WHAT THE TASK REQUIRES: Once you have read the data below, please repeat all of it exactly.

MATERIAL FOR THE TASK:
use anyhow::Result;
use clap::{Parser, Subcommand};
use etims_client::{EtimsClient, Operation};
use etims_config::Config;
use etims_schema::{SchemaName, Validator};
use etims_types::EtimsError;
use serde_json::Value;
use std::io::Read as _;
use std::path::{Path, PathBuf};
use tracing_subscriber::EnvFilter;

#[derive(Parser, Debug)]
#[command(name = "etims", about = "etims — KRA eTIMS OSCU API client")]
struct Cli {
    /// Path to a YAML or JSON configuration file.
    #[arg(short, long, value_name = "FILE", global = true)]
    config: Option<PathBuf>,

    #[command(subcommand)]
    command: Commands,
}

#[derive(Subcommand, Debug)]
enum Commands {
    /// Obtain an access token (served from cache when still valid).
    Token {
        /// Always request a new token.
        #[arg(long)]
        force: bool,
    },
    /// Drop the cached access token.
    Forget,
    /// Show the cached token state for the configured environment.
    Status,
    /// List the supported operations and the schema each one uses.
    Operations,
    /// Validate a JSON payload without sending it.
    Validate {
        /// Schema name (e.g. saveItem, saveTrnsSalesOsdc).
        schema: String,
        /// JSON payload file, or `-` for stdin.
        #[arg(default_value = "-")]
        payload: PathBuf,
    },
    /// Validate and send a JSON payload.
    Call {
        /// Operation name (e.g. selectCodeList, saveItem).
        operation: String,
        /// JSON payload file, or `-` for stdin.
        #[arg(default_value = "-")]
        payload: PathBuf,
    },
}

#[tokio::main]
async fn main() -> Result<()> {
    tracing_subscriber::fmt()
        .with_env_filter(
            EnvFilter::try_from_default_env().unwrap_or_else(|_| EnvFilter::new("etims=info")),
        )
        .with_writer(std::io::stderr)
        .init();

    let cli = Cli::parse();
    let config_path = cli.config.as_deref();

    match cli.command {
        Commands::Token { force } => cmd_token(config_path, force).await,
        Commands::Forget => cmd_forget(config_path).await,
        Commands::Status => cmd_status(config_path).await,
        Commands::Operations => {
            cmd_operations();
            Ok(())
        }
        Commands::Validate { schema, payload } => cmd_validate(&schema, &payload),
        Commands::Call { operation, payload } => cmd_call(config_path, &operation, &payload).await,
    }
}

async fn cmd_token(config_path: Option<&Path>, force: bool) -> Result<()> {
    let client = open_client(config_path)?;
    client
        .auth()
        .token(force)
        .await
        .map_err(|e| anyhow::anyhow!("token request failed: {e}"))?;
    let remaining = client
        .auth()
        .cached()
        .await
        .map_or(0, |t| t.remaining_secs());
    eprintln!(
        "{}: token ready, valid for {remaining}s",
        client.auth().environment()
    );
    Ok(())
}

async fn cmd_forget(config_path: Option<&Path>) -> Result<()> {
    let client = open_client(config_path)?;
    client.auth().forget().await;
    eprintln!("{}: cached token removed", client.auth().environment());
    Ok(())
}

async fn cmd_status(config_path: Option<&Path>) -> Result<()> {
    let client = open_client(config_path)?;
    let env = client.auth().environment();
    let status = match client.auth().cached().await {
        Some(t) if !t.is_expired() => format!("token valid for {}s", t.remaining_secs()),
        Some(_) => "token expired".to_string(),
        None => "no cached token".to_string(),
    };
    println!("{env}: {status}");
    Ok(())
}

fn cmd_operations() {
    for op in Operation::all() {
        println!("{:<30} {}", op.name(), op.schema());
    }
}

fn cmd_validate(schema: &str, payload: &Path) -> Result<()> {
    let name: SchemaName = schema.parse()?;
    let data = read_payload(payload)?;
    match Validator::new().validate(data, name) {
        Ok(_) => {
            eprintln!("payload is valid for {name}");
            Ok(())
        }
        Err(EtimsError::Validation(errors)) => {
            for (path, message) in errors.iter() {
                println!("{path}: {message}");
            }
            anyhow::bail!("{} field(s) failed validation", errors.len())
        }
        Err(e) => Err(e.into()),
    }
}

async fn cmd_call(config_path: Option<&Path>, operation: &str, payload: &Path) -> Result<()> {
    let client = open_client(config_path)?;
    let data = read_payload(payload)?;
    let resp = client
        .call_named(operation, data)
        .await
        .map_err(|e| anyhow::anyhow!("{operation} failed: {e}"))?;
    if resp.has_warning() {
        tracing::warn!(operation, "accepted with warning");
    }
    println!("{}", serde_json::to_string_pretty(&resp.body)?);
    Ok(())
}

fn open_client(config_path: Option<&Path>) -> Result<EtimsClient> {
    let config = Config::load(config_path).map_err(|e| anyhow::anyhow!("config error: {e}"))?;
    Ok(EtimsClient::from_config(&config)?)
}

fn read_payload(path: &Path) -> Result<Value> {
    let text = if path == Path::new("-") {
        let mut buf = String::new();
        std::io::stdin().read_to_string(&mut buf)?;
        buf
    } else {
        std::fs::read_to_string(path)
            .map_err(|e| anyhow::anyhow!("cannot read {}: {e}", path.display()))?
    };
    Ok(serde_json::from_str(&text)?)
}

OUTPUT:
use anyhow::Result;
use clap::{Parser, Subcommand};
use etims_client::{EtimsClient, Operation};
use etims_config::Config;
use etims_schema::{SchemaName, Validator};
use etims_types::EtimsError;
use serde_json::Value;
use std::io::Read as _;
use std::path::{Path, PathBuf};
use tracing_subscriber::EnvFilter;

#[derive(Parser, Debug)]
#[command(name = "etims", about = "etims — KRA eTIMS OSCU API client")]
struct Cli {
    /// Path to a YAML or JSON configuration file.
    #[arg(short, long, value_name = "FILE", global = true)]
    config: Option<PathBuf>,

    #[command(subcommand)]
    command: Commands,
}

#[derive(Subcommand, Debug)]
enum Commands {
    /// Obtain an access token (served from cache when still valid).
    Token {
        /// Always request a new token.
        #[arg(long)]
        force: bool,
    },
    /// Drop the cached access token.
    Forget,
    /// Show the cached token state for the configured environment.
    Status,
    /// List the supported operations and the schema each one uses.
    Operations,
    /// Validate a JSON payload without sending it.
    Validate {
        /// Schema name (e.g. saveItem, saveTrnsSalesOsdc).
        schema: String,
        /// JSON payload file, or `-` for stdin.
        #[arg(default_value = "-")]
        payload: PathBuf,
    },
    /// Validate and send a JSON payload.
    Call {
        /// Operation name (e.g. selectCodeList, saveItem).
        operation: String,
        /// JSON payload file, or `-` for stdin.
        #[arg(default_value = "-")]
        payload: PathBuf,
    },
}

#[tokio::main]
async fn main() -> Result<()> {
    tracing_subscriber::fmt()
        .with_env_filter(
            EnvFilter::try_from_default_env().unwrap_or_else(|_| EnvFilter::new("etims=info")),
        )
        .with_writer(std::io::stderr)
        .init();

    let cli = Cli::parse();
    let config_path = cli.config.as_deref();

    match cli.command {
        Commands::Token { force } => cmd_token(config_path, force).await,
        Commands::Forget => cmd_forget(config_path).await,
        Commands::Status => cmd_status(config_path).await,
        Commands::Operations => {
            cmd_operations();
            Ok(())
        }
        Commands::Validate { schema, payload } => cmd_validate(&schema, &payload),
        Commands::Call { operation, payload } => cmd_call(config_path, &operation, &payload).await,
    }
}

async fn cmd_token(config_path: Option<&Path>, force: bool) -> Result<()> {
    let client = open_client(config_path)?;
    client
        .auth()
        .token(force)
        .await
        .map_err(|e| anyhow::anyhow!("token request failed: {e}"))?;
    let remaining = client
        .auth()
        .cached()
        .await
        .map_or(0, |t| t.remaining_secs());
    eprintln!(
        "{}: token ready, valid for {remaining}s",
        client.auth().environment()
    );
    Ok(())
}

async fn cmd_forget(config_path: Option<&Path>) -> Result<()> {
    let client = open_client(config_path)?;
    client.auth().forget().await;
    eprintln!("{}: cached token removed", client.auth().environment());
    Ok(())
}

async fn cmd_status(config_path: Option<&Path>) -> Result<()> {
    let client = open_client(config_path)?;
    let env = client.auth().environment();
    let status = match client.auth().cached().await {
        Some(t) if !t.is_expired() => format!("token valid for {}s", t.remaining_secs()),
        Some(_) => "token expired".to_string(),
        None => "no cached token".to_string(),
    };
    println!("{env}: {status}");
    Ok(())
}

fn cmd_operations() {
    for op in Operation::all() {
        println!("{:<30} {}", op.name(), op.schema());
    }
}

fn cmd_validate(schema: &str, payload: &Path) -> Result<()> {
    let name: SchemaName = schema.parse()?;
    let data = read_payload(payload)?;
    match Validator::new().validate(data, name) {
        Ok(_) => {
            eprintln!("payload is valid for {name}");
            Ok(())
        }
        Err(EtimsError::Validation(errors)) => {
            for (path, message) in errors.iter() {
                println!("{path}: {message}");
            }
            anyhow::bail!("{} field(s) failed validation", errors.len())
        }
        Err(e) => Err(e.into()),
    }
}

async fn cmd_call(config_path: Option<&Path>, operation: &str, payload: &Path) -> Result<()> {
    let client = open_client(config_path)?;
    let data = read_payload(payload)?;
    let resp = client
        .call_named(operation, data)
        .await
        .map_err(|e| anyhow::anyhow!("{operation} failed: {e}"))?;
    if resp.has_warning() {
        tracing::warn!(operation, "accepted with warning");
    }
    println!("{}", serde_json::to_string_pretty(&resp.body)?);
    Ok(())
}

fn open_client(config_path: Option<&Path>) -> Result<EtimsClient> {
    let config = Config::load(config_path).map_err(|e| anyhow::anyhow!("config error: {e}"))?;
    Ok(EtimsClient::from_config(&config)?)
}

fn read_payload(path: &Path) -> Result<Value> {
    let text = if path == Path::new("-") {
        let mut buf = String::new();
        std::io::stdin().read_to_string(&mut buf)?;
        buf
    } else {
        std::fs::read_to_string(path)
            .map_err(|e| anyhow::anyhow!("cannot read {}: {e}", path.display()))?
    };
    Ok(serde_json::from_str(&text)?)
}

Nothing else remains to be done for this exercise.